### Brief
Take from the data every line in which the word "that" is found.
═══ Data records
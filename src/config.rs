use anyhow::{Context, Result};
use serde::de::DeserializeOwned;
use serde::{Deserialize, Serialize};
use std::collections::{BTreeMap, BTreeSet};
use std::fmt;
use std::fs;
use std::path::Path;

use crate::error::{ConfigError, SourceError};

/// Product, company and distribution identity of the application.
#[derive(Debug, Clone, Default, PartialEq, Eq, Serialize, Deserialize)]
#[serde(default)]
pub struct AppIdentity {
    pub product_id: String,
    pub product_name: String,
    pub company_id: String,
    pub company_name: String,
    pub bundle_identifier: String,
    /// Distribution channel (app store) tag, e.g. `GooglePlay`.
    pub channel: String,
}

impl AppIdentity {
    /// Explicit bundle identifier, or `com.<company_id>.<product_id>` when both ids are set.
    pub fn derived_bundle_identifier(&self) -> String {
        if !self.bundle_identifier.is_empty() {
            self.bundle_identifier.clone()
        } else if !self.company_id.is_empty() && !self.product_id.is_empty() {
            format!("com.{}.{}", self.company_id, self.product_id)
        } else {
            String::new()
        }
    }
}

/// Version string and numeric codes. Values `<= 0` mean "not set".
#[derive(Debug, Clone, Default, PartialEq, Eq, Serialize, Deserialize)]
#[serde(default)]
pub struct VersionInfo {
    pub bundle_version: String,
    pub bundle_version_code: i64,
    pub build_number: i64,
}

/// Player build flags understood by the engine binding layer.
#[derive(Debug, Clone, Copy, PartialEq, Eq, PartialOrd, Ord, Hash, Serialize, Deserialize)]
pub enum BuildOption {
    Development,
    AllowDebugging,
    ConnectProfiler,
    CompressWithLz4,
    StrictMode,
}

impl fmt::Display for BuildOption {
    fn fmt(&self, f: &mut fmt::Formatter<'_>) -> fmt::Result {
        match self {
            BuildOption::Development => write!(f, "Development"),
            BuildOption::AllowDebugging => write!(f, "AllowDebugging"),
            BuildOption::ConnectProfiler => write!(f, "ConnectProfiler"),
            BuildOption::CompressWithLz4 => write!(f, "CompressWithLz4"),
            BuildOption::StrictMode => write!(f, "StrictMode"),
        }
    }
}

/// Android key store credentials.
#[derive(Debug, Clone, Default, PartialEq, Eq, Serialize, Deserialize)]
#[serde(default)]
pub struct SigningCredentials {
    pub keystore_name: String,
    pub keystore_pass: String,
    pub keyalias_name: String,
    pub keyalias_pass: String,
}

pub const REDACTED: &str = "***";

impl SigningCredentials {
    /// Copy with both passwords replaced by [`REDACTED`] when set.
    pub fn redacted(&self) -> Self {
        let mask = |secret: &str| {
            if secret.is_empty() {
                String::new()
            } else {
                REDACTED.to_string()
            }
        };
        Self {
            keystore_name: self.keystore_name.clone(),
            keystore_pass: mask(&self.keystore_pass),
            keyalias_name: self.keyalias_name.clone(),
            keyalias_pass: mask(&self.keyalias_pass),
        }
    }
}

/// Filesystem locations used while building.
#[derive(Debug, Clone, Default, PartialEq, Eq, Serialize, Deserialize)]
#[serde(default)]
pub struct ToolPaths {
    /// Root folder for build results.
    pub output_dir: String,
    /// Folder holding the `<config_name>*.toml` files.
    pub config_dir: String,
    /// File name prefix of the config files.
    pub config_name: String,
    /// Path to the version tool executable.
    pub version_tool: String,
}

#[derive(Debug, Clone, Default, PartialEq, Eq, Serialize, Deserialize)]
#[serde(default)]
pub struct BuildSettings {
    /// Target platform identifier, e.g. `Android` or `StandaloneWindows64`.
    pub target: String,
    pub options: BTreeSet<BuildOption>,
    pub scenes: Vec<String>,
    pub defines: BTreeSet<String>,
    pub signing: SigningCredentials,
    pub paths: ToolPaths,
}

/// A build configuration: either one partial source or the merged result.
///
/// Any field may be empty. Keys not covered by the schema are kept in
/// `extras` so projects can carry their own settings alongside.
#[derive(Debug, Clone, Default, PartialEq, Serialize, Deserialize)]
pub struct BuildConfig {
    #[serde(flatten)]
    pub app: AppIdentity,
    #[serde(flatten)]
    pub version: VersionInfo,
    #[serde(flatten)]
    pub build: BuildSettings,
    #[serde(flatten)]
    pub extras: BTreeMap<String, toml::Value>,
}

impl BuildConfig {
    /// Parse a config from TOML text. `origin` names the text in errors.
    pub fn parse(contents: &str, origin: &str) -> Result<Self, SourceError> {
        if contents.trim().is_empty() {
            return Ok(Self::default());
        }

        toml::from_str(contents).map_err(|e| SourceError::parse(origin, e.to_string()))
    }

    pub fn save(&self, path: &Path) -> Result<()> {
        if let Some(parent) = path.parent() {
            if !parent.as_os_str().is_empty() {
                fs::create_dir_all(parent)
                    .with_context(|| format!("Failed to create directory {:?}", parent))?;
            }
        }

        let contents = self.to_toml()?;
        fs::write(path, contents)
            .with_context(|| format!("Failed to write config file {:?}", path))?;
        Ok(())
    }

    pub fn to_toml(&self) -> Result<String, ConfigError> {
        // Going through `Value` emits plain keys before tables regardless of field order.
        let value =
            toml::Value::try_from(self).map_err(|e| ConfigError::Serialize(e.to_string()))?;
        toml::to_string_pretty(&value).map_err(|e| ConfigError::Serialize(e.to_string()))
    }

    pub fn is_empty(&self) -> bool {
        *self == Self::default()
    }

    /// The config with signing passwords masked, for printing.
    pub fn redacted(&self) -> Self {
        let mut config = self.clone();
        config.build.signing = self.build.signing.redacted();
        config
    }

    pub fn is_development(&self) -> bool {
        self.build.options.contains(&BuildOption::Development)
    }

    /// Deserialize the extension fields into a caller-defined schema.
    pub fn extension<T: DeserializeOwned>(&self) -> Result<T, ConfigError> {
        let table: toml::Table = self
            .extras
            .iter()
            .map(|(key, value)| (key.clone(), value.clone()))
            .collect();

        toml::Value::Table(table)
            .try_into()
            .map_err(|e: toml::de::Error| ConfigError::Extension(e.to_string()))
    }
}

/// Scripting define symbols are C-style identifiers.
pub const DEFINE_SYMBOL_PATTERN: &str = r"^[A-Za-z_][A-Za-z0-9_]*$";

/// Settings group the engine files platform-specific player settings under.
pub fn target_group(target: &str) -> &'static str {
    match target {
        "Android" => "Android",
        "iOS" => "iOS",
        "tvOS" => "tvOS",
        "WebGL" => "WebGL",
        _ => "Standalone",
    }
}

/// The store a target ships to when no channel is given.
pub fn default_channel(target: &str) -> Option<&'static str> {
    match target {
        "Android" => Some("GooglePlay"),
        "iOS" | "tvOS" => Some("AppleAppStore"),
        t if t.starts_with("StandaloneOSX") => Some("MacAppStore"),
        t if t.starts_with("StandaloneWindows") => Some("WinRT"),
        _ => None,
    }
}

/// Whether `channel` needs its own config file and output folder for `target`.
pub fn is_custom_channel(target: &str, channel: &str) -> bool {
    !channel.is_empty() && default_channel(target) != Some(channel)
}

pub fn executable_extension(target: &str) -> &'static str {
    match target {
        "Android" => ".apk",
        "iOS" => ".app",
        _ => ".exe",
    }
}
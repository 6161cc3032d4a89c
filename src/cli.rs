use clap::{Args, Parser, Subcommand, ValueEnum};
use std::path::PathBuf;

/// Build configuration resolver for game player builds
///
/// buildcfg merges command-line flags, environment variables, platform and
/// shared config files (`BuildConfig[.<target>[.<channel>]].toml`) and
/// GitVersion output into one effective configuration. The earliest source
/// that sets a field wins.
#[derive(Parser, Debug)]
#[command(author, version, about, long_about = None)]
pub struct Cli {
    /// Enable verbose output
    #[arg(short, long, global = true)]
    pub verbose: bool,

    #[command(flatten)]
    pub overrides: Overrides,

    #[command(subcommand)]
    pub command: Commands,
}

/// Values that outrank every other source.
#[derive(Args, Debug, Default, Clone)]
pub struct Overrides {
    /// Folder holding the config files
    #[arg(long, global = true, value_name = "DIR")]
    pub config_dir: Option<String>,

    /// File name prefix of the config files
    #[arg(long, global = true, value_name = "NAME")]
    pub config_name: Option<String>,

    /// Target platform (Android, iOS, StandaloneWindows64, ...)
    #[arg(short, long, global = true, value_name = "TARGET")]
    pub target: Option<String>,

    /// Distribution channel (GooglePlay, Amazon, ...)
    #[arg(long, global = true, value_name = "CHANNEL")]
    pub channel: Option<String>,

    /// Path to the GitVersion executable
    #[arg(long, global = true, value_name = "PATH")]
    pub version_tool: Option<String>,

    /// Root folder for build results
    #[arg(short, long, global = true, value_name = "DIR")]
    pub output_dir: Option<String>,

    /// Development build (implies debugging support)
    #[arg(long, global = true)]
    pub development: bool,

    /// Prefix prepended to every environment variable name
    #[arg(long, global = true, value_name = "PREFIX", env = "BUILDCFG_ENV_PREFIX", default_value = "")]
    pub env_prefix: String,

    /// Skip malformed sources instead of failing
    #[arg(long, global = true)]
    pub skip_malformed: bool,

    /// Seconds to wait for the version tool
    #[arg(long, global = true, value_name = "SECS")]
    pub tool_timeout: Option<u64>,

    /// Branch treated as a release branch besides `release*`
    #[arg(long, global = true, value_name = "BRANCH")]
    pub mainline_branch: Option<String>,
}

#[derive(Subcommand, Debug)]
pub enum Commands {
    /// Print the effective configuration
    Resolve {
        /// Output format
        #[arg(short, long, value_enum, default_value_t = Format::Toml)]
        format: Format,

        /// Print even when required fields are missing
        #[arg(long)]
        no_validate: bool,
    },

    /// Resolve, validate and write the apply plan
    ///
    /// The plan lists every player setting and the build location the
    /// engine integration should use.
    Apply {
        /// Write the plan to a file instead of stdout
        #[arg(long, value_name = "FILE")]
        output: Option<PathBuf>,
    },

    /// Validate the config files in the config folder
    Check,

    /// Run the version tool and show the derived version
    Version,

    /// Write a template shared config file
    Init {
        /// Overwrite an existing file
        #[arg(short, long)]
        force: bool,
    },
}

#[derive(Debug, Clone, Copy, PartialEq, Eq, ValueEnum)]
pub enum Format {
    Toml,
    Json,
}

#[cfg(test)]
mod tests {
    use super::*;
    use clap::CommandFactory;

    #[test]
    fn cli_definition_is_valid() {
        Cli::command().debug_assert();
    }

    #[test]
    fn global_overrides_follow_subcommand() {
        let cli = Cli::try_parse_from([
            "buildcfg",
            "resolve",
            "--target",
            "Android",
            "--format",
            "json",
            "--tool-timeout",
            "5",
        ])
        .unwrap();

        assert_eq!(cli.overrides.target.as_deref(), Some("Android"));
        assert_eq!(cli.overrides.tool_timeout, Some(5));
        match cli.command {
            Commands::Resolve { format, no_validate } => {
                assert_eq!(format, Format::Json);
                assert!(!no_validate);
            }
            other => panic!("unexpected command {other:?}"),
        }
    }
}
use crate::cli::{Cli, Commands, Overrides};
use crate::config::{BuildConfig, BuildOption};
use crate::resolver::ParseErrorPolicy;
use crate::sources::EnvironmentSource;
use crate::Pipeline;
use anyhow::Result;
use std::time::Duration;

mod apply;
mod check;
mod init;
mod resolve;
mod version;

pub fn execute(cli: Cli) -> Result<()> {
    // Bootstrap once; every command works from the same settings
    let pipeline = bootstrap(&cli.overrides)?;

    match cli.command {
        Commands::Resolve {
            format,
            no_validate,
        } => resolve::execute(&pipeline, format, no_validate),

        Commands::Apply { output } => apply::execute(&pipeline, output),

        Commands::Check => check::execute(&pipeline),

        Commands::Version => version::execute(&pipeline),

        Commands::Init { force } => init::execute(&pipeline, force),
    }
}

fn bootstrap(overrides: &Overrides) -> Result<Pipeline> {
    let policy = if overrides.skip_malformed {
        ParseErrorPolicy::Skip
    } else {
        ParseErrorPolicy::Fail
    };

    let env = EnvironmentSource::new(overrides.env_prefix.clone());
    let mut pipeline = Pipeline::bootstrap(command_line_config(overrides), &env, policy)?;

    let settings = pipeline.settings_mut();
    let mut updated = settings
        .clone()
        .with_mainline_branch(overrides.mainline_branch.clone());
    if let Some(secs) = overrides.tool_timeout {
        updated = updated.with_tool_timeout(Duration::from_secs(secs));
    }
    *settings = updated;

    Ok(pipeline)
}

/// The partial config contributed by command-line flags.
fn command_line_config(overrides: &Overrides) -> BuildConfig {
    let mut config = BuildConfig::default();
    let value = |v: &Option<String>| v.clone().unwrap_or_default();

    config.build.target = value(&overrides.target);
    config.app.channel = value(&overrides.channel);
    config.build.paths.config_dir = value(&overrides.config_dir);
    config.build.paths.config_name = value(&overrides.config_name);
    config.build.paths.version_tool = value(&overrides.version_tool);
    config.build.paths.output_dir = value(&overrides.output_dir);
    if overrides.development {
        config.build.options.insert(BuildOption::Development);
        config.build.options.insert(BuildOption::AllowDebugging);
    }

    config
}
use anstyle::{AnsiColor, Style};
use is_terminal::IsTerminal;
use std::fmt::Display;
use std::io::{self, Write};
use std::time::{Duration, Instant};

const LABEL_WIDTH: usize = 12;

/// Colour of a status label. Warnings and errors go to stderr.
#[derive(Debug, Clone, Copy)]
enum Tone {
    Pending,
    Success,
    Info,
    Warn,
    Error,
}

impl Tone {
    fn color(self) -> AnsiColor {
        match self {
            Tone::Pending => AnsiColor::Cyan,
            Tone::Success => AnsiColor::Green,
            Tone::Info => AnsiColor::Blue,
            Tone::Warn => AnsiColor::Yellow,
            Tone::Error => AnsiColor::Red,
        }
    }

    fn to_stderr(self) -> bool {
        matches!(self, Tone::Warn | Tone::Error)
    }
}

fn status_line(tone: Tone, label: &str, message: &str, color: bool) -> String {
    let label = format!("{label:>width$}", width = LABEL_WIDTH);
    if color {
        let style = Style::new().bold().fg_color(Some(tone.color().into()));
        format!("{}{label}{} {message}", style.render(), style.render_reset())
    } else {
        format!("{label} {message}")
    }
}

fn write_status(tone: Tone, label: &str, message: &str) {
    let no_color = std::env::var_os("NO_COLOR").is_some();
    if tone.to_stderr() {
        let stderr = io::stderr();
        let line = status_line(tone, label, message, !no_color && stderr.is_terminal());
        let _ = writeln!(stderr.lock(), "{line}");
    } else {
        let stdout = io::stdout();
        let line = status_line(tone, label, message, !no_color && stdout.is_terminal());
        let _ = writeln!(stdout.lock(), "{line}");
    }
}

fn format_duration(duration: Duration) -> String {
    if duration.as_secs_f64() >= 1.0 {
        format!("{:.2}s", duration.as_secs_f64())
    } else {
        format!("{}ms", duration.as_millis())
    }
}

pub fn info(message: impl Display) {
    write_status(Tone::Info, "Info", &message.to_string());
}

pub fn warn(message: impl Display) {
    write_status(Tone::Warn, "Warning", &message.to_string());
}

pub fn error(message: impl Display) {
    write_status(Tone::Error, "Error", &message.to_string());
}

pub fn success(label: &str, message: impl Display) {
    write_status(Tone::Success, label, &message.to_string());
}

/// A pending status line for a slow step, closed with its elapsed time.
pub struct Progress {
    message: String,
    started: Instant,
    complete: bool,
}

impl Progress {
    pub fn new(label: &str, message: impl Into<String>) -> Self {
        let message = message.into();
        write_status(Tone::Pending, label, &message);

        Self {
            message,
            started: Instant::now(),
            complete: false,
        }
    }

    pub fn success(mut self, label: &str, detail: Option<String>) {
        self.complete = true;
        let elapsed = format_duration(self.started.elapsed());
        let message = match detail.filter(|d| !d.is_empty()) {
            Some(detail) => format!("{} ({detail}) in {elapsed}", self.message),
            None => format!("{} in {elapsed}", self.message),
        };
        write_status(Tone::Success, label, &message);
    }

    pub fn fail(mut self, label: &str, error: impl Display) {
        self.complete = true;
        let elapsed = format_duration(self.started.elapsed());
        write_status(
            Tone::Error,
            label,
            &format!("{} after {elapsed}: {error}", self.message),
        );
    }
}

impl Drop for Progress {
    fn drop(&mut self) {
        if !self.complete {
            write_status(Tone::Warn, "Cancelled", &format!("{} (aborted)", self.message));
        }
    }
}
══════
### Task result
/// that sets a field wins.
/// Values that outrank every other source.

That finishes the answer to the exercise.